Stored dataset items
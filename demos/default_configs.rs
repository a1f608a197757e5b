use bs_heatmap::{default_configs, price, price_grid, DashboardConfig};

fn describe(name: &str, config: &DashboardConfig, use_case: &str) {
    let h = &config.heatmap;
    println!("{name}:");
    println!(
        "   Spot range: {:.2} - {:.2}",
        h.spot_min, h.spot_max
    );
    println!(
        "   Volatility range: {:.2} - {:.2}",
        h.volatility_min, h.volatility_max
    );
    println!("   Resolution: {}x{}", h.resolution, h.resolution);
    println!("   Annotated: {}", config.render.annotate);
    println!("   Use case: {use_case}\n");
}

fn main() {
    println!("bs-heatmap Default Configuration Examples\n");

    describe(
        "1. Standard Configuration",
        &default_configs::standard(),
        "The dashboard's initial view",
    );
    describe(
        "2. At-the-money Configuration",
        &default_configs::at_the_money(),
        "Spot axis centred on the strike",
    );
    describe(
        "3. Fine Configuration",
        &default_configs::fine(),
        "Dense sweeps, smooth-looking heatmaps",
    );
    describe(
        "4. Minimal Configuration",
        &default_configs::minimal(),
        "Quick checks, debugging",
    );

    println!("Pricing with the standard configuration...");
    let config = default_configs::standard();
    let result = config
        .market_parameters()
        .and_then(|params| price(&params))
        .and_then(|prices| price_grid(&config.grid_spec()).map(|grid| (prices, grid)));

    match result {
        Ok((prices, grid)) => {
            println!("✅ Call {:.4}, put {:.4}", prices.call, prices.put);
            println!("   Grid shape: {:?}", grid.shape());
        }
        Err(e) => println!("❌ Pricing failed: {}", e),
    }
}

What you need to do:
Every line with "Pricing" in it should be copied from the entries.

Reply to the exercise:
    println!("Pricing with the standard configuration...");
        Err(e) => println!("❌ Pricing failed: {}", e),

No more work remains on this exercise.